Согласно сказкам, Бабе-яге служили либо три пары рук, о чем та ничего не сказала Василисе, мол, не люблю сор из избы выносить, либо три Всадника, олицетворяющих смену дня и ночи (в мультике про Снегурочку они олицетворяли смену времён года). В поздних изданиях ещё и девушка Чернавка добавилась, которая чесала Яге пятки и топила печь.
Но, с другой стороны, Баба-яга — совсем не нечисть, как многие думают. Вспомните, у нее железные зубы, а в старину именно железо наряду с серебром было мощным оберегом против злых сил. Она и средства знает, как помочь победить зло! Скорее всего, она имеет черты ушедших пращуров, а в древности к предкам относились с уважением, почтением и страхом; и, хотя старались не тревожить их по пустякам, так как боялись навлечь на себя беду, но в трудных ситуациях всё же обращались к ним за помощью.
По другой версии, прототип Бабы-яги — это женщины ведуньи, знахарки, которые лечили людей. Часто это были нелюдимые люди, которые жили вдали от поселений, в лесу. Многие ученые выводят слово «яга» от древнерусского слово «язя» («яза»), означающего «немощь», «болезнь» и постепенно вышедшего из употребления после XI века. Еще выводят слово «яга» от «ягать» — кричать, вкладывая в свой крик все силы. Ягать учили рожающих женщин бабки-повитухи, ведуньи. Но также «ягать» означало «кричать» в смысле «браниться, ругаться». Выводят «ягу» и из слова «ягая», имеющего два значения: «злая» и «больная». Кстати, в некоторых славянских языках «ягая» означает человека с больной ногой (помните костяную ногу Бабы-яги?). Возможно, Баба-яга вобрала в себя какое-нибудь или даже все эти значения.

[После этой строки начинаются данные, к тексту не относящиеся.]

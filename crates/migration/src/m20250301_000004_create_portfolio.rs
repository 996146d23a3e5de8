//! Create `portfolio` table.
//!
//! Ids are store-generated unless the caller supplies one; the admin screen
//! sends millisecond timestamps, so the key is a 64-bit integer.
use sea_orm_migration::{prelude::*, schema::*};

#[derive(DeriveMigrationName)]
pub struct Migration;

#[async_trait::async_trait]
impl MigrationTrait for Migration {
    async fn up(&self, manager: &SchemaManager) -> Result<(), DbErr> {
        manager
            .create_table(
                Table::create()
                    .table(Portfolio::Table)
                    .if_not_exists()
                    .col(big_integer(Portfolio::Id).auto_increment().primary_key())
                    .col(string_null(Portfolio::Type))
                    .col(json_null(Portfolio::Title))
                    .col(string_null(Portfolio::ImgBefore))
                    .col(string_null(Portfolio::ImgAfter))
                    .col(string_null(Portfolio::Area))
                    .col(string_null(Portfolio::Term))
                    .col(string_null(Portfolio::Cost))
                    .col(string_null(Portfolio::Location))
                    .col(boolean(Portfolio::IsNewBuilding).default(false))
                    .col(json_null(Portfolio::Tags))
                    .col(json_null(Portfolio::Description))
                    .col(json_null(Portfolio::WorksCompleted))
                    .col(string_null(Portfolio::Budget))
                    .col(string_null(Portfolio::Duration))
                    .col(json_null(Portfolio::Team))
                    .col(json_null(Portfolio::Materials))
                    .col(json_null(Portfolio::Gallery))
                    .col(string_null(Portfolio::VideoUrl))
                    .to_owned(),
            )
            .await
    }

    async fn down(&self, manager: &SchemaManager) -> Result<(), DbErr> {
        manager.drop_table(Table::drop().table(Portfolio::Table).to_owned()).await
    }
}

#[derive(DeriveIden)]
enum Portfolio {
    Table,
    Id,
    Type,
    Title,
    ImgBefore,
    ImgAfter,
    Area,
    Term,
    Cost,
    Location,
    IsNewBuilding,
    Tags,
    Description,
    WorksCompleted,
    Budget,
    Duration,
    Team,
    Materials,
    Gallery,
    VideoUrl,
}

Страсть Бабы-яги поджаривать детей в печи на лопате очень напоминает так называемый обряд «перепекания», или «припекания», младенцев, больных рахитом или атрофией, а иногда так делали неспокойным и плохо развивающимся деткам, «поменявшим день с ночью». Ребенка заворачивали в «пеленку» из теста, клали на деревянную хлебную лопату и трижды всовывали в теплую печь. Потом ребенка разворачивали, а тесто отдавали на съедение собакам. И это действительно часто помогало, и обряд этот практиковался вплоть до середины 20 века! Только вот в сказках он поменял знак с плюса (лечение ребенка) на минус (ребенка жарят, чтобы съесть). Предполагают, что это произошло уже в те времена, когда на Руси начало утверждаться христианство, и когда активно искоренялось всё языческое. Но, по-видимому, до конца одолеть Бабу-ягу — наследницу народных целительниц — всё же не удалось: вспомните, разве хотя бы в одной сказке Бабе-яге удалось кого-нибудь изжарить?
А вот ступа, на которой летает Баба-яга при таком раскладе, – очень серьезный аргумент. Ступа была атрибутом древнеславянской богини Макоши. Интересно, что во многих сказках Баба-яга часто прядет, собирает нити — силы, определявшие судьбы людей. Отождествлялись с образом вечной нити жизни. Баба-яга владеет ступой и олицетворяет женское начало. При этом пест — символ начала мужского. Ступа была принадлежностью хозяйства мельника, а мельница, это широко известно, в народных представлениях, с одной стороны, ассоциируется с чертовщиной, а с другой, стала местом помола муки как основы хлеба, отношение к хлебам было сакральным, священным.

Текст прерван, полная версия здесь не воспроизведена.